According to Paul Anderson (2007) multimedia sharing is one of the biggest growth areas amongst services. Well known examples are YouTube which provide video storage and sharing Flicker for photographs and Odeo for Podcasts. These services provide writable facility which at the same time makes users as a consumers and initiate active participation and production of web contents. There are million of people participating in sharing and exchange of these types of media by producing their own podcasts, videos and photos. This development was made possible thorough widespread adoption of high quality and low cost media technology. Such as mobile devices which provide high quality video capturing and photography facility, camcorders with huge storage capability.

Web 2.0 change the way the user was interacting with previous form of web which was static in nature. Now users of all ages are playing an active role in building web contents and this is possible because of low barrier to entry most of then are just to sign up and post content. as the popularity of website is growing and availability of broadband is increasing users involvement is also growing. nowadays internet become part of life and almost every user take part in content building in different form like comments, opinions, tags, or in visual form like photos and videos. for video sharing most common site is YouTube which provide facilities of uploading videos in different formats like WMV, MPEG and AVI and convert them in Flash Video before posting and it enable users to watch videos without downloading any extra browser plug-in (Gill, el at., 2007).

1.3.4 SOCIAL NETWORKING

Social networking is one of the services provided by web2.0 which most people using. During last 10 years hundreds of millions of internet users all over the world have visited thousands of social networking and social media sites and took advantage of free services in order to stay connected with their online and offline friends, share user-created contents, such as photos, videos, bookmarks, blogs, etc (Kim, el at., 2009).

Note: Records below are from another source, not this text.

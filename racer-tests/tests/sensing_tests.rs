//! Integration Tests für den Mess-Pfad: Roh-Frame → Puffer → Klassifikation

use racer_core::classifier::REFERENCE_BOXES;
use racer_core::debounce::DEBOUNCE_WINDOW_MS;
use racer_core::{classify, ColorClass, ColorSample, Debouncer, RawRgbc, SampleBuffer};

fn sample(red: u16, green: u16, blue: u16) -> ColorSample {
    ColorSample::new(red, green, blue, u16::MAX)
}

// ============================================================================
// Tests: Klassifikation
// ============================================================================

#[test]
fn test_overlap_resolves_by_priority() {
    // Liegt in den Boxen von Grün und Cyan; Grün wird zuerst geprüft
    let s = sample(50, 60, 40);
    let containing: Vec<ColorClass> = REFERENCE_BOXES
        .iter()
        .filter(|b| b.contains(&s))
        .map(|b| b.class)
        .collect();
    assert_eq!(containing, vec![ColorClass::Green, ColorClass::Cyan]);
    assert_eq!(classify(&s), ColorClass::Green);
}

#[test]
fn test_bright_warm_sample_is_yellow() {
    let s = sample(60_000, 60_000, 40_000);
    assert_eq!(classify(&s), ColorClass::Yellow);
}

#[test]
fn test_between_boxes_is_unknown() {
    assert_eq!(classify(&sample(30_000, 2_000, 50_000)), ColorClass::Unknown);
}

#[test]
fn test_classification_is_deterministic() {
    let s = sample(12_000, 23_000, 31_000);
    assert_eq!(classify(&s), classify(&s));
    assert_eq!(classify(&s), ColorClass::Blue);
}

// ============================================================================
// Tests: Ringpuffer
// ============================================================================

#[test]
fn test_full_ring_of_constant_sample_averages_to_it() {
    let s = sample(37_250, 17_100, 15_550);
    let mut buffer = SampleBuffer::new();
    for _ in 0..buffer.capacity() {
        buffer.put(s);
    }

    assert!(buffer.is_full());
    assert_eq!(buffer.average(), s);

    buffer.put(s);
    assert!(buffer.is_full());
    assert_eq!(buffer.len(), 3);
}

#[test]
fn test_cold_start_bias_pulls_towards_black() {
    let mut buffer = SampleBuffer::new();
    assert!(buffer.is_empty());
    buffer.put(sample(37_250, 17_100, 15_550));

    // Zwei Null-Slots ziehen den Mittelwert aus der Rot-Box heraus
    assert_eq!(buffer.average(), ColorSample::new(12_416, 5_700, 5_183, 21_845));
    assert_eq!(classify(&buffer.average()), ColorClass::Unknown);
}

// ============================================================================
// Tests: Roh-Frames
// ============================================================================

#[test]
fn test_raw_frame_normalization_feeds_classifier() {
    // Blau-Referenz relativ zum Clear-Kanal
    let raw = RawRgbc {
        clear: 2_000,
        red: 369,
        green: 714,
        blue: 961,
    };
    let s = ColorSample::normalized(raw).unwrap();
    assert_eq!(s.clear, u16::MAX);
    assert_eq!(classify(&s), ColorClass::Blue);
}

#[test]
fn test_dark_frame_is_skipped() {
    let raw = RawRgbc {
        clear: 3,
        red: 1,
        green: 1,
        blue: 1,
    };
    assert_eq!(ColorSample::normalized(raw), None);
}

// ============================================================================
// Tests: Entprellung
// ============================================================================

#[test]
fn test_edge_burst_yields_single_trigger() {
    let mut debouncer = Debouncer::default();
    let edges = [0u64, 5, 40, 120, 199, 200];
    let accepted = edges.iter().filter(|&&t| debouncer.accept(t)).count();
    assert_eq!(accepted, 1);

    assert!(debouncer.accept(DEBOUNCE_WINDOW_MS + 1));
}
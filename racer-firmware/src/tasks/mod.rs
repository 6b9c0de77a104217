// Task-Modul: Enthält alle Embassy Tasks
//
// Fahrzeug-Tasks (LED, Motor, Controller, Game, Sensor, Battery) laufen
// unabhängig vom Netzwerk. Die Netzwerk-Tasks (WiFi, HTTP, MQTT) speisen
// Kommandos ein und verteilen Telemetrie.

pub mod battery;
pub mod controller;
pub mod game;
pub mod http;
pub mod led;
pub mod motor;
pub mod mqtt;
pub mod sensor;
pub mod wifi;

// Re-export Tasks für einfachen Import
pub use battery::battery_task;
pub use controller::controller_task;
pub use game::game_task;
pub use http::http_server_task;
pub use led::led_task;
pub use motor::motor_task;
pub use mqtt::mqtt_task;
pub use sensor::{sensor_task, trigger_task};
pub use wifi::{connection_task, dhcp_task, net_task};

There are websites which provide facilities to users to create and host these sites. MySpace and Face book each are calming over 250 million users (Stone, 2009). YouTube a site for video sharing is the third most visited site among all websites, right behind yahoo and Google. Barack Obama's election campaign extensively uses the internet and social networking sites to get his message out (Talbot, 2008; Lagourney, 2008). Even a course on ''Facebook'' is offered in Stanford University, in which students are to build Facebook applications and find ways to attract users [Baldwin, 2007].

Twitter, the social networking site that features140-character messages, called micro blogs, are so popular in the US that it has spawned such words as twitter, tweed, and twitterati [Pogue, 2009]. Some one even created an interactive book, for digital reading devices, that includes text, online video, and Twitter update stream [Stone, 2009). Kind-hearted people now use Facebook and Twitter to locate the owners of lost items they find, such as wallets, mobile phones, digital cameras, etc. Stone, 2009).

There are many social networking sites like MySpace, Face Book, Friendster and LinkedIn gaining popularity (Reston, 2007) and continue to attract large number of people around the globe (Bausch & Han, 2006). The growing popularity of social networking sites influenced academic research, and scholars they have started to investigate the communication and interaction between people in these sites (Arjan el at., 2008)

1.3.5 PODCASTING

Digital media file mostly in mp3 formats distributed on internet for play back on mp3 players, iPods and personal computers is known as podcasting. According to New Media 2006 annual Horizon Report social computing and personal broadcasting technologies are emerging e- learning technologies leaving large impact on teaching, learning or creative expression with in higher education (Long, 2006).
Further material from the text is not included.